> What you need to do
Using the entries that follow, write out the line containing "self.stopping_tolerance = tolerance.max(0.0);", the line containing "pub fn destination(&self, agent: EntityId)", and every line between them, exactly and nothing else.

(Saved data entries)
::::

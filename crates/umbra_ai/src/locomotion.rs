//! Locomotion contract
//!
//! Path following lives outside the core. Agents only request
//! destinations and speeds, then poll for arrival.

use crate::services::EntityId;
use std::collections::HashMap;
use umbra_math::{Vec3, AABB};

/// Extra slack added to the stopping tolerance for patrol arrival
pub const PATROL_ARRIVAL_SLACK: f32 = 0.05;

/// Extra slack added to the stopping tolerance for investigation arrival
pub const INVESTIGATE_ARRIVAL_SLACK: f32 = 0.5;

/// Movement service consumed by behavior agents
pub trait Locomotion {
    fn request_destination(&mut self, agent: EntityId, position: Vec3);

    fn set_speed(&mut self, agent: EntityId, speed: f32);

    /// Whether a path is still being computed
    fn is_path_pending(&self, agent: EntityId) -> bool;

    /// Distance left along the current path
    fn remaining_distance(&self, agent: EntityId) -> f32;

    fn stopping_tolerance(&self, agent: EntityId) -> f32;

    /// Halt in place, dropping the current path
    fn stop(&mut self, agent: EntityId);

    /// Whether the agent stands on a walkable surface
    fn is_on_surface(&self, _agent: EntityId) -> bool {
        true
    }

    /// Try to move the agent onto the nearest walkable point within `radius`
    fn snap_to_surface(&mut self, _agent: EntityId, _radius: f32) -> bool {
        false
    }
}

/// Path resolved and remaining distance within tolerance plus `slack`
pub fn has_arrived(locomotion: &dyn Locomotion, agent: EntityId, slack: f32) -> bool {
    !locomotion.is_path_pending(agent)
        && locomotion.remaining_distance(agent) <= locomotion.stopping_tolerance(agent) + slack
}

/// Per-agent state of the straight-line mover
#[derive(Debug, Clone)]
struct Body {
    position: Vec3,
    forward: Vec3,
    destination: Option<Vec3>,
    speed: f32,
    /// Cleared on the next update, like a navmesh path request
    pending: bool,
}

/// Moves agents in a straight line toward their destination.
///
/// Not a pathfinder: walls are ignored. Positions outside the optional
/// walkable area count as off-surface.
#[derive(Debug, Clone)]
pub struct StraightLineMover {
    bodies: HashMap<EntityId, Body>,
    walkable: Option<AABB>,
    stopping_tolerance: f32,
}

impl StraightLineMover {
    pub fn new() -> Self {
        Self {
            bodies: HashMap::new(),
            walkable: None,
            stopping_tolerance: 0.1,
        }
    }

    /// Restrict movement to a walkable box
    pub fn with_walkable(mut self, area: AABB) -> Self {
        self.walkable = Some(area);
        self
    }

    pub fn with_stopping_tolerance(mut self, tolerance: f32) -> Self {
        self.stopping_tolerance = tolerance.max(0.0);
        self
    }

    /// Register an agent body
    pub fn add_agent(&mut self, agent: EntityId, position: Vec3, forward: Vec3) {
        self.bodies.insert(
            agent,
            Body {
                position,
                forward: forward.normalize_or_zero(),
                destination: None,
                speed: 0.0,
                pending: false,
            },
        );
    }

    pub fn position(&self, agent: EntityId) -> Option<Vec3> {
        self.bodies.get(&agent).map(|b| b.position)
    }

    pub fn forward(&self, agent: EntityId) -> Option<Vec3> {
        self.bodies.get(&agent).map(|b| b.forward)
    }

    pub fn destination(&self, agent: EntityId) -> Option<Vec3> {
        self.bodies.get(&agent).and_then(|b| b.destination)
    }

    pub fn speed(&self, agent: EntityId) -> Option<f32> {
        self.bodies.get(&agent).map(|b| b.speed)
    }

    /// Move every body toward its destination
    pub fn update(&mut self, delta_time: f32) {
        for body in self.bodies.values_mut() {
            body.pending = false;

            let Some(destination) = body.destination else {
                continue;
            };
            let heading = (destination - body.position).normalize_or_zero();
            if heading != Vec3::ZERO {
                body.forward = heading;
            }
            body.position = body.position.move_towards(destination, body.speed * delta_time);
        }
    }

    fn on_walkable(&self, position: Vec3) -> bool {
        self.walkable.map_or(true, |area| area.contains_point(position))
    }
}

impl Default for StraightLineMover {
    fn default() -> Self {
        Self::new()
    }
}

impl Locomotion for StraightLineMover {
    fn request_destination(&mut self, agent: EntityId, position: Vec3) {
        match self.bodies.get_mut(&agent) {
            Some(body) => {
                body.destination = Some(position);
                body.pending = true;
            }
            None => log::warn!("Destination requested for unknown agent {}", agent),
        }
    }

    fn set_speed(&mut self, agent: EntityId, speed: f32) {
        if let Some(body) = self.bodies.get_mut(&agent) {
            body.speed = speed.max(0.0);
        }
    }

    fn is_path_pending(&self, agent: EntityId) -> bool {
        self.bodies.get(&agent).is_some_and(|b| b.pending)
    }

    fn remaining_distance(&self, agent: EntityId) -> f32 {
        self.bodies
            .get(&agent)
            .and_then(|b| b.destination.map(|d| b.position.distance(d)))
            .unwrap_or(0.0)
    }

    fn stopping_tolerance(&self, _agent: EntityId) -> f32 {
        self.stopping_tolerance
    }

    fn stop(&mut self, agent: EntityId) {
        if let Some(body) = self.bodies.get_mut(&agent) {
            body.destination = None;
            body.pending = false;
        }
    }

    fn is_on_surface(&self, agent: EntityId) -> bool {
        self.bodies
            .get(&agent)
            .is_some_and(|b| self.on_walkable(b.position))
    }

    fn snap_to_surface(&mut self, agent: EntityId, radius: f32) -> bool {
        let Some(area) = self.walkable else {
            return self.bodies.contains_key(&agent);
        };
        let Some(body) = self.bodies.get_mut(&agent) else {
            return false;
        };

        let nearest = Vec3::new(
            body.position.x.clamp(area.min.x, area.max.x),
            body.position.y.clamp(area.min.y, area.max.y),
            body.position.z.clamp(area.min.z, area.max.z),
        );
        if nearest.distance(body.position) > radius {
            return false;
        }
        log::debug!("Snapped agent {} onto walkable area at {:?}", agent, nearest);
        body.position = nearest;
        true
    }
}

::::

> Exercise output
        self.stopping_tolerance = tolerance.max(0.0);
        self
    }

    /// Register an agent body
    pub fn add_agent(&mut self, agent: EntityId, position: Vec3, forward: Vec3) {
        self.bodies.insert(
            agent,
            Body {
                position,
                forward: forward.normalize_or_zero(),
                destination: None,
                speed: 0.0,
                pending: false,
            },
        );
    }

    pub fn position(&self, agent: EntityId) -> Option<Vec3> {
        self.bodies.get(&agent).map(|b| b.position)
    }

    pub fn forward(&self, agent: EntityId) -> Option<Vec3> {
        self.bodies.get(&agent).map(|b| b.forward)
    }

    pub fn destination(&self, agent: EntityId) -> Option<Vec3> {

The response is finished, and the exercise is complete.